◆ **Your goal**:
Return every line from the records below that has the word "last".
[[ Source information open ]]
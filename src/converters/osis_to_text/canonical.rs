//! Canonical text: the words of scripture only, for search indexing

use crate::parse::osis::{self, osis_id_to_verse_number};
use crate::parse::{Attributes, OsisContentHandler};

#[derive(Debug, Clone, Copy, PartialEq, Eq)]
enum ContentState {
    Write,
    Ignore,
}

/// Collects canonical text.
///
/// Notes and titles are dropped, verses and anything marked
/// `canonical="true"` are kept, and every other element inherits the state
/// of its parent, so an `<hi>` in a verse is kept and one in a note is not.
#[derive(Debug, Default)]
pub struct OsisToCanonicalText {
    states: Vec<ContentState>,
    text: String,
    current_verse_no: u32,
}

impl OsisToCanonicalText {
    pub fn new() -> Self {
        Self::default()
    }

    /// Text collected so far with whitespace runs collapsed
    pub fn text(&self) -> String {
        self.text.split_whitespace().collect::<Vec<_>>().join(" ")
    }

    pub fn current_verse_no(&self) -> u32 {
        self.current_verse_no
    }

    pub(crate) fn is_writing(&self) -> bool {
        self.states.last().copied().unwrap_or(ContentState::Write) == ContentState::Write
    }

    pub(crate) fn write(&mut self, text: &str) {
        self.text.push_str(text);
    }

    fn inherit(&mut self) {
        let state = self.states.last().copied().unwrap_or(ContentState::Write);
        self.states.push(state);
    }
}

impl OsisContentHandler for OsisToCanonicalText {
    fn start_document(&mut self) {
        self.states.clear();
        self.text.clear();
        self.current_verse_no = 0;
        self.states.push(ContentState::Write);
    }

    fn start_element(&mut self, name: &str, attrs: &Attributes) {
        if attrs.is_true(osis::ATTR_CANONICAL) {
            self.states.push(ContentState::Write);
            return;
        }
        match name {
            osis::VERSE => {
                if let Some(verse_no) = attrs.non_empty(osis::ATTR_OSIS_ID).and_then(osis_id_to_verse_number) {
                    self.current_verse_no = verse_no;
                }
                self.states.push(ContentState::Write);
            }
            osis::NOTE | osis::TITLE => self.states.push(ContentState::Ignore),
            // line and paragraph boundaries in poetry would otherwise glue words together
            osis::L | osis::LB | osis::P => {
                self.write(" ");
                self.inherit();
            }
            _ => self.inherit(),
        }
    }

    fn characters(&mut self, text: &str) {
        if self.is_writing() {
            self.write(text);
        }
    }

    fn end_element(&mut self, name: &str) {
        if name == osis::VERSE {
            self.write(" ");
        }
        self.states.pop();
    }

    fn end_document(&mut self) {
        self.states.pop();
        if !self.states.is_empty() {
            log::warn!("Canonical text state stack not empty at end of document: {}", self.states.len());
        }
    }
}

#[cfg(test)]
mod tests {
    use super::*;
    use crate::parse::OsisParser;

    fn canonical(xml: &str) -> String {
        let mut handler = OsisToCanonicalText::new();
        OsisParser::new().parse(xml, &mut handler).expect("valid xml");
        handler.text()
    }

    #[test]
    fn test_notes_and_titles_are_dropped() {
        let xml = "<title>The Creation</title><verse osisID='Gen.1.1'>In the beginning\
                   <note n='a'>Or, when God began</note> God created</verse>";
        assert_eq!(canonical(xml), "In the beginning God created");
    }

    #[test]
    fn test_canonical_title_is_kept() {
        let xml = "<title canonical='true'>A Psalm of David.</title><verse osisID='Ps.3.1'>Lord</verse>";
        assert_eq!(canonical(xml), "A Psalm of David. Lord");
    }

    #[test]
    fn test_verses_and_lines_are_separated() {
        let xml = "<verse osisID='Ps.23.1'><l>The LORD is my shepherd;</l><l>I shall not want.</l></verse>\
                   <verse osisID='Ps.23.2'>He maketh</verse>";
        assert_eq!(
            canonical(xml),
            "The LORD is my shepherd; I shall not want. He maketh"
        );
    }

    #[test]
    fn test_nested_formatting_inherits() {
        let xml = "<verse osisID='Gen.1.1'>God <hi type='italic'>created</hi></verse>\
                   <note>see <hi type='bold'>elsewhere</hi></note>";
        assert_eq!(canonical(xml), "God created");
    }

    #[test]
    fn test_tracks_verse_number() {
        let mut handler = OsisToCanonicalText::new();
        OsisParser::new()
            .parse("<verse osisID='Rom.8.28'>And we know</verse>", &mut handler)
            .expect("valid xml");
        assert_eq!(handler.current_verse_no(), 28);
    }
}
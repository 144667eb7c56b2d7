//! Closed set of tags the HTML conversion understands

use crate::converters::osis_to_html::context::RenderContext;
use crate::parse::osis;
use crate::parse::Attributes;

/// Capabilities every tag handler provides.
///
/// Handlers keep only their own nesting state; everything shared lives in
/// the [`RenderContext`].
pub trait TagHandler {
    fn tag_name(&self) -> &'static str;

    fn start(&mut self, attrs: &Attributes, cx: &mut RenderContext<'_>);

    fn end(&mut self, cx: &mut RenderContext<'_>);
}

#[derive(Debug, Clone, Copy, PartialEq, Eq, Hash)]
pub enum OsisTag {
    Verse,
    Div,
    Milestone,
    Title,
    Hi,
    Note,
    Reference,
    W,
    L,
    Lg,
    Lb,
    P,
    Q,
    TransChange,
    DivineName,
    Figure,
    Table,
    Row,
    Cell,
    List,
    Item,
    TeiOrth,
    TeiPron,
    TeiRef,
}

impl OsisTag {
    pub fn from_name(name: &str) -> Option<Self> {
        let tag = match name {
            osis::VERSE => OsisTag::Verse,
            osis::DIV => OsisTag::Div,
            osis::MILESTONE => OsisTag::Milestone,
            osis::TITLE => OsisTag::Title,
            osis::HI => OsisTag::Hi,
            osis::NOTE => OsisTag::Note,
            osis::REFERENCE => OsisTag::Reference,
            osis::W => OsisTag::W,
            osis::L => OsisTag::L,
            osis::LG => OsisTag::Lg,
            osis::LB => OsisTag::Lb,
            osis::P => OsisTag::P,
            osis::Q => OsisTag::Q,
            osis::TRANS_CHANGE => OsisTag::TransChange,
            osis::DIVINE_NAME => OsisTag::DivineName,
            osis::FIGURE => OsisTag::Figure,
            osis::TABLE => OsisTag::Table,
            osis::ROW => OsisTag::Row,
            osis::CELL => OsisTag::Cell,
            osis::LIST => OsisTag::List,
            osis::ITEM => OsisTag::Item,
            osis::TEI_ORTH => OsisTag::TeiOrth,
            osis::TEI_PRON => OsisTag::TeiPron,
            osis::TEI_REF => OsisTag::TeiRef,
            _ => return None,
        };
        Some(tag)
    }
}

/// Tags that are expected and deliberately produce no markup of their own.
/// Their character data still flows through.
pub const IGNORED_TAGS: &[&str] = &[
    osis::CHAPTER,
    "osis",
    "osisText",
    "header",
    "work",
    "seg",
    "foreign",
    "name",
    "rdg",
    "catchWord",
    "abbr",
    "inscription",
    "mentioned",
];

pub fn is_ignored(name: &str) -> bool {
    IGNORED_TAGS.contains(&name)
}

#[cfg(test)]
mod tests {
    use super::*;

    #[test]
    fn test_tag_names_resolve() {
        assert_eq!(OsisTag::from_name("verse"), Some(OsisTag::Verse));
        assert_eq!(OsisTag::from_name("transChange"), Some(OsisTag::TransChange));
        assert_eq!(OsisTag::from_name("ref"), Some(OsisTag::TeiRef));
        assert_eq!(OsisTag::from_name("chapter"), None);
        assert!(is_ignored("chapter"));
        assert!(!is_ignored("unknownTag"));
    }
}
[[ Source information closed ]]
◆ **Written reply**:
        self.states.last().copied().unwrap_or(ContentState::Write) == ContentState::Write
        let state = self.states.last().copied().unwrap_or(ContentState::Write);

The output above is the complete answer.